Plus this week photographer Seamus Murphy takes on the challenge of supplying Grant with an audio file no longer than 5 minutes in length in which he answer’s the question ‘What Does Photography Mean to You?’
Seamus Murphy grew up in Ireland and is now based in London. He is the recipient of seven World Press Photo awards for his photographic work in Afghanistan, Gaza, Lebanon, Sierra Leone, Peru and Ireland. Seamus received The World Understanding Award from POYi in the USA for his work from Afghanistan and a film he made based around this work was nominated for an Emmy and won the Liberty in Media Prize in 2011. His work has been published and exhibited widely. He has made films for The New Yorker and Channel 4 Television in the UK and is the author of four books including A Darkness Visible: Afghanistan in 2008 and I Am The Beggar of the World in 2014. Seamus has collaborated with the musician PJ Harvey on her projects Let England Shake and The Hope Six Demolition Project, for which he won a Q Award for Best Music Film in 2016. Murphy and Harvey collaborated on The Hollow of the Hand published in 2015, a book of his photography and her poetry.

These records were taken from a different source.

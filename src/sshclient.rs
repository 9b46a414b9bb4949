
use std::io::prelude::*;
use std::net::TcpStream;
use std::path::Path;

use ssh2::Session;

use crate::error::SprigError;

/// Captured output of a remote script run.
pub struct CommandOutput {
    pub stdout: String,
    pub stderr: String,
}

pub trait RemoteExecutor {
    fn connect(&mut self, target: &str) -> Result<(), SprigError>;
    fn command(&self, command: &str) -> Result<String, SprigError>;
    fn run(&self, script: &str) -> Result<CommandOutput, SprigError>;
    fn upload(&self, content: &str, dst_path: &str) -> Result<(), SprigError>;
}

pub struct SshClient {
    session: Option<Session>,
}

impl RemoteExecutor for SshClient {
    fn connect(&mut self, target: &str) -> Result<(), SprigError> {
        self.connect_impl(target)
    }

    fn command(&self, command: &str) -> Result<String, SprigError> {
        self.command_impl(command)
    }

    fn run(&self, script: &str) -> Result<CommandOutput, SprigError> {
        self.run_impl(script)
    }

    fn upload(&self, content: &str, dst_path: &str) -> Result<(), SprigError> {
        self.upload_impl(content, dst_path)
    }
}

impl SshClient {

    pub fn new() -> Self {
        Self { session: None }
    }

    fn session(&self) -> Result<&Session, SprigError> {
        self.session.as_ref().ok_or(SprigError::NotConnected)
    }

    fn connect_impl(&mut self, target: &str) -> Result<(), SprigError> {

        // parse target
        let pattern = regex::Regex::new(r"^(?P<username>[^:@]+)@(?P<hostname>[^:]+)(:(?P<port>\d+))?$")?;
        let captures = pattern.captures(target).ok_or(SprigError::BadTarget)?;

        let host = captures.name("hostname").ok_or(SprigError::BadTarget)?.as_str();
        let username = captures.name("username").ok_or(SprigError::BadTarget)?.as_str();

        let port = match captures.name("port") {
            Some(port) => port.as_str().parse::<u16>().map_err(|_| SprigError::BadTarget)?,
            None => 22,
        };

        // issue the connect process
        let tcp = TcpStream::connect(format!("{}:{}", host, port))?;
        let mut session = Session::new()?;
        session.set_tcp_stream(tcp);
        session.handshake()?;

        // try to authenticate using the ssh agent
        let mut agent = session.agent()?;
        agent.connect()?;
        agent.list_identities()?;

        let authenticated = agent
            .identities()?
            .iter()
            .any(|identity| agent.userauth(username, identity).is_ok());

        if !authenticated {
            return Err(SprigError::BadTarget);
        }

        self.session = Some(session);

        Ok(())
    }

    fn command_impl(&self, command: &str) -> Result<String, SprigError> {
        let session = self.session()?;
        let mut channel = session.channel_session()?;
        channel.exec(command)?;

        let mut stdout = String::new();
        channel.read_to_string(&mut stdout)?;
        channel.wait_close()?;

        Ok(stdout)
    }

    fn run_impl(&self, script: &str) -> Result<CommandOutput, SprigError> {
        let session = self.session()?;

        let remote_script_path = format!("/tmp/sprig_script_{}.sh", uuid::Uuid::new_v4());

        // upload the script to the remote target
        let sftp = session.sftp()?;
        let path = Path::new(remote_script_path.as_str());
        let mut file = sftp.create(path)?;
        file.write_all(script.as_bytes())?;
        file.close()?;

        // execute the script, capturing both streams for the log bridge
        let mut channel = session.channel_session()?;
        channel.exec(format!("/bin/bash {}", remote_script_path).as_str())?;

        let mut stdout = String::new();
        channel.read_to_string(&mut stdout)?;

        let mut stderr = String::new();
        channel.stderr().read_to_string(&mut stderr)?;

        channel.wait_close()?;

        // remove the script from the remote target
        sftp.unlink(path)?;

        Ok(CommandOutput { stdout, stderr })
    }

    fn upload_impl(&self, content: &str, dst_path: &str) -> Result<(), SprigError> {
        let session = self.session()?;

        let sftp = session.sftp()?;
        let path = Path::new(dst_path);
        let mut file = sftp.create(path)?;
        file.write_all(content.as_bytes())?;
        file.close()?;

        Ok(())
    }
}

An exhibition and live presentation of The Hollow of the Hand work took place at the Royal Festival Hall, London in 2015 and at Les Recontres d’Arles in France in 2016. His latest book The Republic is an immediate and personal portrait of Ireland and was exhibited at The Little Museum in Dublin in 2017. www.seamusmurphy.com
Grant Scott is the founder/curator of United Nations of Photography, a Senior Lecturer and Subject Co-ordinator: Photography at Oxford Brookes University, Oxford, a working photographer, and the author of Professional Photography: The New Global Landscape Explained (Routledge 2014), The Essential Student Guide to Professional Photography (Taylor Francis 2015), New Ways of Seeing: The Democratic Language of Photography (Taylor Francis 2019). His next book What Does Photography Mean to You? will be published in late 2020.